■ Your objective:
Top to bottom, output the entries that follow exactly.

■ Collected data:
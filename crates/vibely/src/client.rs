//! Client builder - wires adapters and the synchronization core together

use std::sync::Arc;
use std::time::Duration;

use crate::api_adapter::{FeedApi, ProfileApi};
use crate::prelude::*;
use crate::transport_adapter::Transport;
use vibely_core::{
	ChannelHandle, ChannelState, ClientConfig, FeedReconciler, NotificationAggregator, ProfileController,
	SessionBinding, ViewController, ViewScope,
};

pub struct ClientBuilder {
	config: ClientConfig,
	transport: Option<Arc<dyn Transport>>,
	feed_api: Option<Arc<dyn FeedApi>>,
	profile_api: Option<Arc<dyn ProfileApi>>,
}

impl ClientBuilder {
	/// Start from the `VIBELY_*` environment, installs the log subscriber
	/// unless one is already set
	pub fn new() -> Self {
		let _ = tracing_subscriber::fmt()
			.with_env_filter(tracing_subscriber::EnvFilter::from_default_env())
			.with_target(false)
			.try_init();
		ClientBuilder {
			config: ClientConfig::from_env(),
			transport: None,
			feed_api: None,
			profile_api: None,
		}
	}

	pub fn config(&mut self, config: ClientConfig) -> &mut Self {
		self.config = config;
		self
	}

	pub fn api_url(&mut self, api_url: impl Into<Box<str>>) -> &mut Self {
		self.config.api_url = api_url.into();
		self
	}

	pub fn socket_url(&mut self, socket_url: impl Into<Box<str>>) -> &mut Self {
		self.config.socket_url = Some(socket_url.into());
		self
	}

	pub fn global_topic(&mut self, global_topic: impl Into<Box<str>>) -> &mut Self {
		self.config.global_topic = global_topic.into();
		self
	}

	pub fn connect_timeout(&mut self, timeout: Duration) -> &mut Self {
		self.config.connect_timeout = timeout;
		self
	}

	pub fn transport(&mut self, transport: Arc<dyn Transport>) -> &mut Self {
		self.transport = Some(transport);
		self
	}

	pub fn feed_api(&mut self, feed_api: Arc<dyn FeedApi>) -> &mut Self {
		self.feed_api = Some(feed_api);
		self
	}

	pub fn profile_api(&mut self, profile_api: Arc<dyn ProfileApi>) -> &mut Self {
		self.profile_api = Some(profile_api);
		self
	}

	/// Use one adapter for both feed and profile calls
	pub fn backend<B>(&mut self, backend: Arc<B>) -> &mut Self
	where
		B: FeedApi + ProfileApi + 'static,
	{
		self.feed_api = Some(backend.clone());
		self.profile_api = Some(backend);
		self
	}

	pub fn build(self) -> ClResult<Client> {
		let Some(transport) = self.transport else {
			error!("No transport adapter configured");
			return Err(Error::Internal("No transport adapter configured".to_string()));
		};
		let Some(feed_api) = self.feed_api else {
			error!("No feed adapter configured");
			return Err(Error::Internal("No feed adapter configured".to_string()));
		};
		let Some(profile_api) = self.profile_api else {
			error!("No profile adapter configured");
			return Err(Error::Internal("No profile adapter configured".to_string()));
		};
		if self.config.global_topic.is_empty() {
			error!("Global topic is empty");
			return Err(Error::ValidationError("global topic is empty".to_string()));
		}

		let channel =
			Arc::new(ChannelHandle::new(transport).with_connect_timeout(self.config.connect_timeout));
		let notifications = Arc::new(NotificationAggregator::new());
		let session =
			SessionBinding::new(channel.clone(), notifications.clone(), self.config.global_topic.clone());
		let reconciler = FeedReconciler::attached(&channel);

		info!(
			api_url = %self.config.api_url,
			socket_url = %self.config.socket_url(),
			global_topic = %self.config.global_topic,
			"Client ready"
		);

		Ok(Client {
			config: self.config,
			channel,
			notifications,
			session,
			reconciler,
			feed_api,
			profile_api,
		})
	}
}

impl Default for ClientBuilder {
	fn default() -> Self {
		Self::new()
	}
}

/// A client session
///
/// Owns the push channel, the session binding, the notification stream and
/// the reconciler every opened view registers with.
pub struct Client {
	config: ClientConfig,
	channel: Arc<ChannelHandle>,
	notifications: Arc<NotificationAggregator>,
	session: SessionBinding,
	reconciler: FeedReconciler,
	feed_api: Arc<dyn FeedApi>,
	profile_api: Arc<dyn ProfileApi>,
}

impl Client {
	pub fn builder() -> ClientBuilder {
		ClientBuilder::new()
	}

	pub fn config(&self) -> &ClientConfig {
		&self.config
	}

	/// Apply an identity transition (login, logout or account switch)
	pub async fn set_identity(&self, identity: Option<SubjectId>) -> ChannelState {
		self.session.set_identity(identity).await
	}

	pub async fn login(&self, subject: impl Into<SubjectId>) -> ChannelState {
		self.set_identity(Some(subject.into())).await
	}

	pub async fn logout(&self) {
		self.set_identity(None).await;
	}

	pub async fn identity(&self) -> Option<SubjectId> {
		self.session.identity().await
	}

	/// Retry the push connection for the current identity
	pub async fn reconnect(&self) -> ChannelState {
		self.session.reconnect().await
	}

	pub fn channel(&self) -> &Arc<ChannelHandle> {
		&self.channel
	}

	pub fn channel_state(&self) -> ChannelState {
		self.channel.state()
	}

	pub fn session(&self) -> &SessionBinding {
		&self.session
	}

	pub fn notifications(&self) -> &Arc<NotificationAggregator> {
		&self.notifications
	}

	pub fn notification_count(&self) -> usize {
		self.notifications.count()
	}

	pub fn clear_notifications(&self) {
		self.notifications.clear();
	}

	/// Open a view of the global feed
	pub fn open_feed(&self) -> ViewController {
		ViewController::new(ViewScope::Global, self.feed_api.clone(), &self.reconciler)
	}

	/// Open a view of one author's posts
	pub fn open_author(&self, author: impl Into<SubjectId>) -> ViewController {
		ViewController::new(ViewScope::Author(author.into()), self.feed_api.clone(), &self.reconciler)
	}

	/// Open a profile page
	pub fn open_profile(&self, author: impl Into<SubjectId>) -> ProfileController {
		ProfileController::new(
			author.into(),
			self.feed_api.clone(),
			self.profile_api.clone(),
			&self.reconciler,
		)
	}

	/// Number of views currently receiving events
	pub fn open_view_count(&self) -> usize {
		self.reconciler.view_count()
	}
}

impl std::fmt::Debug for Client {
	fn fmt(&self, f: &mut std::fmt::Formatter<'_>) -> std::fmt::Result {
		f.debug_struct("Client")
			.field("config", &self.config)
			.field("channel", &self.channel)
			.field("views", &self.reconciler.view_count())
			.finish_non_exhaustive()
	}
}

// vim: ts=4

■ Worked solution:
filename crates/vibely/src/client.rs
//! Client builder - wires adapters and the synchronization core together

use std::sync::Arc;
use std::time::Duration;

use crate::api_adapter::{FeedApi, ProfileApi};
use crate::prelude::*;
use crate::transport_adapter::Transport;
use vibely_core::{
	ChannelHandle, ChannelState, ClientConfig, FeedReconciler, NotificationAggregator, ProfileController,
	SessionBinding, ViewController, ViewScope,
};

pub struct ClientBuilder {
	config: ClientConfig,
	transport: Option<Arc<dyn Transport>>,
	feed_api: Option<Arc<dyn FeedApi>>,
	profile_api: Option<Arc<dyn ProfileApi>>,
}

impl ClientBuilder {
	/// Start from the `VIBELY_*` environment, installs the log subscriber
	/// unless one is already set
	pub fn new() -> Self {
		let _ = tracing_subscriber::fmt()
			.with_env_filter(tracing_subscriber::EnvFilter::from_default_env())
			.with_target(false)
			.try_init();
		ClientBuilder {
			config: ClientConfig::from_env(),
			transport: None,
			feed_api: None,
			profile_api: None,
		}
	}

	pub fn config(&mut self, config: ClientConfig) -> &mut Self {
		self.config = config;
		self
	}

	pub fn api_url(&mut self, api_url: impl Into<Box<str>>) -> &mut Self {
		self.config.api_url = api_url.into();
		self
	}

	pub fn socket_url(&mut self, socket_url: impl Into<Box<str>>) -> &mut Self {
		self.config.socket_url = Some(socket_url.into());
		self
	}

	pub fn global_topic(&mut self, global_topic: impl Into<Box<str>>) -> &mut Self {
		self.config.global_topic = global_topic.into();
		self
	}

	pub fn connect_timeout(&mut self, timeout: Duration) -> &mut Self {
		self.config.connect_timeout = timeout;
		self
	}

	pub fn transport(&mut self, transport: Arc<dyn Transport>) -> &mut Self {
		self.transport = Some(transport);
		self
	}

	pub fn feed_api(&mut self, feed_api: Arc<dyn FeedApi>) -> &mut Self {
		self.feed_api = Some(feed_api);
		self
	}

	pub fn profile_api(&mut self, profile_api: Arc<dyn ProfileApi>) -> &mut Self {
		self.profile_api = Some(profile_api);
		self
	}

	/// Use one adapter for both feed and profile calls
	pub fn backend<B>(&mut self, backend: Arc<B>) -> &mut Self
	where
		B: FeedApi + ProfileApi + 'static,
	{
		self.feed_api = Some(backend.clone());
		self.profile_api = Some(backend);
		self
	}

	pub fn build(self) -> ClResult<Client> {
		let Some(transport) = self.transport else {
			error!("No transport adapter configured");
			return Err(Error::Internal("No transport adapter configured".to_string()));
		};
		let Some(feed_api) = self.feed_api else {
			error!("No feed adapter configured");
			return Err(Error::Internal("No feed adapter configured".to_string()));
		};
		let Some(profile_api) = self.profile_api else {
			error!("No profile adapter configured");
			return Err(Error::Internal("No profile adapter configured".to_string()));
		};
		if self.config.global_topic.is_empty() {
			error!("Global topic is empty");
			return Err(Error::ValidationError("global topic is empty".to_string()));
		}

		let channel =
			Arc::new(ChannelHandle::new(transport).with_connect_timeout(self.config.connect_timeout));
		let notifications = Arc::new(NotificationAggregator::new());
		let session =
			SessionBinding::new(channel.clone(), notifications.clone(), self.config.global_topic.clone());
		let reconciler = FeedReconciler::attached(&channel);

		info!(
			api_url = %self.config.api_url,
			socket_url = %self.config.socket_url(),
			global_topic = %self.config.global_topic,
			"Client ready"
		);

		Ok(Client {
			config: self.config,
			channel,
			notifications,
			session,
			reconciler,
			feed_api,
			profile_api,
		})
	}
}

impl Default for ClientBuilder {
	fn default() -> Self {
		Self::new()
	}
}

/// A client session
///
/// Owns the push channel, the session binding, the notification stream and
/// the reconciler every opened view registers with.
pub struct Client {
	config: ClientConfig,
	channel: Arc<ChannelHandle>,
	notifications: Arc<NotificationAggregator>,
	session: SessionBinding,
	reconciler: FeedReconciler,
	feed_api: Arc<dyn FeedApi>,
	profile_api: Arc<dyn ProfileApi>,
}

impl Client {
	pub fn builder() -> ClientBuilder {
		ClientBuilder::new()
	}

	pub fn config(&self) -> &ClientConfig {
		&self.config
	}

	/// Apply an identity transition (login, logout or account switch)
	pub async fn set_identity(&self, identity: Option<SubjectId>) -> ChannelState {
		self.session.set_identity(identity).await
	}

	pub async fn login(&self, subject: impl Into<SubjectId>) -> ChannelState {
		self.set_identity(Some(subject.into())).await
	}

	pub async fn logout(&self) {
		self.set_identity(None).await;
	}

	pub async fn identity(&self) -> Option<SubjectId> {
		self.session.identity().await
	}

	/// Retry the push connection for the current identity
	pub async fn reconnect(&self) -> ChannelState {
		self.session.reconnect().await
	}

	pub fn channel(&self) -> &Arc<ChannelHandle> {
		&self.channel
	}

	pub fn channel_state(&self) -> ChannelState {
		self.channel.state()
	}

	pub fn session(&self) -> &SessionBinding {
		&self.session
	}

	pub fn notifications(&self) -> &Arc<NotificationAggregator> {
		&self.notifications
	}

	pub fn notification_count(&self) -> usize {
		self.notifications.count()
	}

	pub fn clear_notifications(&self) {
		self.notifications.clear();
	}

	/// Open a view of the global feed
	pub fn open_feed(&self) -> ViewController {
		ViewController::new(ViewScope::Global, self.feed_api.clone(), &self.reconciler)
	}

	/// Open a view of one author's posts
	pub fn open_author(&self, author: impl Into<SubjectId>) -> ViewController {
		ViewController::new(ViewScope::Author(author.into()), self.feed_api.clone(), &self.reconciler)
	}

	/// Open a profile page
	pub fn open_profile(&self, author: impl Into<SubjectId>) -> ProfileController {
		ProfileController::new(
			author.into(),
			self.feed_api.clone(),
			self.profile_api.clone(),
			&self.reconciler,
		)
	}

	/// Number of views currently receiving events
	pub fn open_view_count(&self) -> usize {
		self.reconciler.view_count()
	}
}

impl std::fmt::Debug for Client {
	fn fmt(&self, f: &mut std::fmt::Formatter<'_>) -> std::fmt::Result {
		f.debug_struct("Client")
			.field("config", &self.config)
			.field("channel", &self.channel)
			.field("views", &self.reconciler.view_count())
			.finish_non_exhaustive()
	}
}

// vim: ts=4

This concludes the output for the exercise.